### [Goal of the exercise]
All of the data must be returned exactly as given.
━━ The data
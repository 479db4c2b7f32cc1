#![allow(dead_code)]

use axum::{
    body::Body,
    extract::{Query, State},
    http::StatusCode,
    response::Response,
    routing::{get, post},
    Json, Router,
};
use intent_relay::config::{GatewayConfig, RequestShape};
use serde_json::{json, Value};
use std::collections::HashMap;
use std::sync::atomic::{AtomicUsize, Ordering};
use std::sync::Arc;
use std::time::Duration;

/// Bind a fake model service on an ephemeral port and return its base URL.
pub async fn spawn_service(app: Router) -> String {
    let listener = tokio::net::TcpListener::bind("127.0.0.1:0").await.unwrap();
    let addr = listener.local_addr().unwrap();
    tokio::spawn(async move {
        axum::serve(listener, app).await.unwrap();
    });
    format!("http://{}", addr)
}

pub fn gateway_config(endpoint: String) -> GatewayConfig {
    GatewayConfig {
        endpoint,
        timeout: Duration::from_secs(5),
        ..GatewayConfig::default()
    }
}

async fn text_scores(Query(params): Query<HashMap<String, String>>) -> (StatusCode, String) {
    match params.get("doc").map(String::as_str) {
        Some("book a flight") => (
            StatusCode::OK,
            "intent:cancel:0.05\nintent:book_flight:0.87\n\nintent:greet:0.08\n".to_string(),
        ),
        Some("tie") => (StatusCode::OK, "in:first:0.5\nin:second:0.5\n".to_string()),
        Some("nothing") => (StatusCode::OK, String::new()),
        Some("garbage") => (StatusCode::OK, "in:flight_book:notanumber\n".to_string()),
        Some(_) => (StatusCode::OK, "in:other:1\n".to_string()),
        None => (StatusCode::BAD_REQUEST, "Missing query parameter: doc\n".to_string()),
    }
}

/// Text REST proxy: `GET /?doc=...` -> `prefix:name:score` lines.
pub fn text_model() -> Router {
    Router::new().route("/", get(text_scores))
}

async fn json_scores(Json(body): Json<Value>) -> (StatusCode, Json<Value>) {
    let Some(text) = body.get("text").and_then(Value::as_str) else {
        return (StatusCode::BAD_REQUEST, Json(json!({"error": "missing text"})));
    };
    (
        StatusCode::OK,
        Json(json!({
            "text": text,
            "intent_ranking": [
                {"name": "greet", "confidence": 0.2},
                {"name": "book_flight", "confidence": 0.7},
                {"name": "cancel", "confidence": 0.1}
            ],
            "intent": {"name": "book_flight", "confidence": 0.7},
            "entities": []
        })),
    )
}

/// JSON proxy: `POST / {"text": ...}` -> `{"intent_ranking": [...]}`.
pub fn json_model() -> Router {
    Router::new().route("/", post(json_scores))
}

/// JSON proxy that, like the Pistache one, sends its body without a content-type.
pub fn bare_json_model() -> Router {
    Router::new().route(
        "/",
        post(|body: Json<Value>| async move {
            let (status, Json(value)) = json_scores(body).await;
            Response::builder()
                .status(status)
                .body(Body::from(value.to_string()))
                .unwrap()
        }),
    )
}

/// Fails with 503 for the first `failures` requests, then answers like `text_model`.
pub fn flaky_model(failures: usize) -> (Router, Arc<AtomicUsize>) {
    let hits = Arc::new(AtomicUsize::new(0));
    let app = Router::new()
        .route(
            "/",
            get(
                move |State(hits): State<Arc<AtomicUsize>>, query: Query<HashMap<String, String>>| async move {
                    if hits.fetch_add(1, Ordering::SeqCst) < failures {
                        return (StatusCode::SERVICE_UNAVAILABLE, "warming up".to_string());
                    }
                    text_scores(query).await
                },
            ),
        )
        .with_state(hits.clone());
    (app, hits)
}

/// Never answers within any sane timeout.
pub fn slow_model(delay: Duration) -> Router {
    Router::new().route(
        "/",
        get(move || async move {
            tokio::time::sleep(delay).await;
            "in:late:1\n"
        }),
    )
}

pub fn json_post_config(endpoint: String) -> GatewayConfig {
    GatewayConfig {
        request_shape: RequestShape::json_post(),
        ..gateway_config(endpoint)
    }
}

/// Text proxy reply with no content-type header at all.
pub fn bare_text_model() -> Router {
    Router::new().route(
        "/",
        get(|| async {
            Response::builder()
                .status(StatusCode::OK)
                .body(Body::from("in:bare:0.4\nin:other:0.1\n"))
                .unwrap()
        }),
    )
}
━━━━
### [Completed exercise]
repository 479db4c2b7f32cc1
#![allow(dead_code)]

use axum::{
    body::Body,
    extract::{Query, State},
    http::StatusCode,
    response::Response,
    routing::{get, post},
    Json, Router,
};
use intent_relay::config::{GatewayConfig, RequestShape};
use serde_json::{json, Value};
use std::collections::HashMap;
use std::sync::atomic::{AtomicUsize, Ordering};
use std::sync::Arc;
use std::time::Duration;

/// Bind a fake model service on an ephemeral port and return its base URL.
pub async fn spawn_service(app: Router) -> String {
    let listener = tokio::net::TcpListener::bind("127.0.0.1:0").await.unwrap();
    let addr = listener.local_addr().unwrap();
    tokio::spawn(async move {
        axum::serve(listener, app).await.unwrap();
    });
    format!("http://{}", addr)
}

pub fn gateway_config(endpoint: String) -> GatewayConfig {
    GatewayConfig {
        endpoint,
        timeout: Duration::from_secs(5),
        ..GatewayConfig::default()
    }
}

async fn text_scores(Query(params): Query<HashMap<String, String>>) -> (StatusCode, String) {
    match params.get("doc").map(String::as_str) {
        Some("book a flight") => (
            StatusCode::OK,
            "intent:cancel:0.05\nintent:book_flight:0.87\n\nintent:greet:0.08\n".to_string(),
        ),
        Some("tie") => (StatusCode::OK, "in:first:0.5\nin:second:0.5\n".to_string()),
        Some("nothing") => (StatusCode::OK, String::new()),
        Some("garbage") => (StatusCode::OK, "in:flight_book:notanumber\n".to_string()),
        Some(_) => (StatusCode::OK, "in:other:1\n".to_string()),
        None => (StatusCode::BAD_REQUEST, "Missing query parameter: doc\n".to_string()),
    }
}

/// Text REST proxy: `GET /?doc=...` -> `prefix:name:score` lines.
pub fn text_model() -> Router {
    Router::new().route("/", get(text_scores))
}

async fn json_scores(Json(body): Json<Value>) -> (StatusCode, Json<Value>) {
    let Some(text) = body.get("text").and_then(Value::as_str) else {
        return (StatusCode::BAD_REQUEST, Json(json!({"error": "missing text"})));
    };
    (
        StatusCode::OK,
        Json(json!({
            "text": text,
            "intent_ranking": [
                {"name": "greet", "confidence": 0.2},
                {"name": "book_flight", "confidence": 0.7},
                {"name": "cancel", "confidence": 0.1}
            ],
            "intent": {"name": "book_flight", "confidence": 0.7},
            "entities": []
        })),
    )
}

/// JSON proxy: `POST / {"text": ...}` -> `{"intent_ranking": [...]}`.
pub fn json_model() -> Router {
    Router::new().route("/", post(json_scores))
}

/// JSON proxy that, like the Pistache one, sends its body without a content-type.
pub fn bare_json_model() -> Router {
    Router::new().route(
        "/",
        post(|body: Json<Value>| async move {
            let (status, Json(value)) = json_scores(body).await;
            Response::builder()
                .status(status)
                .body(Body::from(value.to_string()))
                .unwrap()
        }),
    )
}

/// Fails with 503 for the first `failures` requests, then answers like `text_model`.
pub fn flaky_model(failures: usize) -> (Router, Arc<AtomicUsize>) {
    let hits = Arc::new(AtomicUsize::new(0));
    let app = Router::new()
        .route(
            "/",
            get(
                move |State(hits): State<Arc<AtomicUsize>>, query: Query<HashMap<String, String>>| async move {
                    if hits.fetch_add(1, Ordering::SeqCst) < failures {
                        return (StatusCode::SERVICE_UNAVAILABLE, "warming up".to_string());
                    }
                    text_scores(query).await
                },
            ),
        )
        .with_state(hits.clone());
    (app, hits)
}

/// Never answers within any sane timeout.
pub fn slow_model(delay: Duration) -> Router {
    Router::new().route(
        "/",
        get(move || async move {
            tokio::time::sleep(delay).await;
            "in:late:1\n"
        }),
    )
}

pub fn json_post_config(endpoint: String) -> GatewayConfig {
    GatewayConfig {
        request_shape: RequestShape::json_post(),
        ..gateway_config(endpoint)
    }
}

/// Text proxy reply with no content-type header at all.
pub fn bare_text_model() -> Router {
    Router::new().route(
        "/",
        get(|| async {
            Response::builder()
                .status(StatusCode::OK)
                .body(Body::from("in:bare:0.4\nin:other:0.1\n"))
                .unwrap()
        }),
    )
}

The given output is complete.